INS merupakan sistem navigasi berbasis inersia yang paling banyak digunakan, terutama dalam navigasi wahana tak berawak seperti UAV, USV, Rudal, dll. Namun data keluaran yang dibaca oleh Accelerometer dan gyroscope mengandung noise yang berakumulasi seiring waktu dikarenakan proses integral. Untuk mengurangi dan menghilangkan perngaruh noise pada data keluaran sensor navigasi, digunakan filter Kalman sebagai estimator noise. Integrasi menggunakan GPS juga digunakan guna menyediakan sinyal referensi untuk INS, sedangkan algoritma smoothing Savitzky-Golay digunakan untuk memperhalus keluaran dari Kalman filter. Hasil dari simulasi menunjukkan bahwa Kalman filter telah berhasil mengestimasi noise dari sinyal INS, meski masih ada mean error namun nilainya tergolong kecil, yakni [0.0323, 0.0323, 0.0329] m untuk error posisi, [0.0231, 0.0233, 0.0241] untuk error kecepatan dan [0.025, 0.0081, 0.0224] untuk error orientasi masing-masing pada sumbu [x,y,z]. ================= INS is an inertial-based navigation system which used in so many aplication such as unmanned vehicle like UAV, USV, missile, etc. But the noise in the output of inertial sensors accelerometer and gyroscope tend to grow whitout bound, this was caused by integration algorithm in mathematical process in INS. Kalman fitler was used as noise estimator to minimize the error. Other navigation system such GPS was also used as aiding to INS for providing a reference signal, so that we can estimate the error model, and lastly the Savitzky-Golay smoothing algorithm was used to smooth and minimize the error even further. From the simulation, the kalman filter succeed to reduce the error caused by noise signal, the error between kalman estimation and signal was [0.0323, 0.0323, 0.0329] m for position, [0.0231, 0.0233, 0.0241] m/s for velocity and [0.025, 0.0081, 0.0224] rad for attitude, all of it in [x,y,z] axis.

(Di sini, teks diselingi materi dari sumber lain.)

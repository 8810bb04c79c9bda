//! Reload of pending operations from the store.

use std::sync::Arc;

use koku_sources_db::SourceStore;
use koku_sources_events::{ClassifiedEvent, EventSubject, EventType};
use tracing::info;

use crate::error::SyncResult;
use crate::operation::{Operation, SyncTask};

/// Work produced by a reconciliation sweep.
#[derive(Debug, Default, PartialEq, Eq)]
pub struct SweepPlan {
    /// Execution tasks, ordered like [`PendingLoader::load`].
    pub tasks: Vec<SyncTask>,
    /// Re-enrichment requests for records a create is still waiting on.
    pub enrich: Vec<ClassifiedEvent>,
}

/// Builds execution tasks for every record left in a pending state.
pub struct PendingLoader {
    store: Arc<dyn SourceStore>,
}

impl PendingLoader {
    pub fn new(store: Arc<dyn SourceStore>) -> Self {
        Self { store }
    }

    /// One task per pending record: destroys first, then updates, then creates.
    ///
    /// Within each group tasks keep the store's `source_id` order.
    pub async fn load(&self) -> SyncResult<Vec<SyncTask>> {
        let records = self.store.load_pending().await?;
        let mut tasks: Vec<SyncTask> = records.iter().filter_map(SyncTask::for_record).collect();
        tasks.sort_by_key(|task| task.operation);

        info!(count = tasks.len(), "Loaded pending source operations");
        Ok(tasks)
    }

    /// Plan a reconciliation sweep.
    ///
    /// Like [`load`](Self::load), except records whose create is blocked on
    /// missing context are sent back through enrichment instead.
    pub async fn sweep(&self) -> SyncResult<SweepPlan> {
        let mut plan = SweepPlan::default();

        for record in self.store.load_pending().await? {
            let Some(task) = SyncTask::for_record(&record) else {
                continue;
            };
            if task.operation == Operation::Create && !record.is_ready_for_create() {
                plan.enrich.push(ClassifiedEvent {
                    event_type: EventType::ApplicationCreate,
                    subject: EventSubject::Source(record.source_id),
                    auth_header: record.auth_header.clone(),
                    offset: record.offset,
                });
            } else {
                plan.tasks.push(task);
            }
        }
        plan.tasks.sort_by_key(|task| task.operation);

        info!(
            tasks = plan.tasks.len(),
            enrich = plan.enrich.len(),
            "Planned reconciliation sweep"
        );
        Ok(plan)
    }
}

Item Type: Thesis (Undergraduate)
Additional Information: RSE 629.831 2 Mal p-1
Uncontrolled Keywords: INS, Navigasi, GPS, Kalman filter, noise, Savitzky-Golay Smoothing
Subjects: Q Science > QA Mathematics > QA402.3 Kalman filtering.
T Technology > TK Electrical engineering. Electronics Nuclear engineering > TK5102.9 Signal processing.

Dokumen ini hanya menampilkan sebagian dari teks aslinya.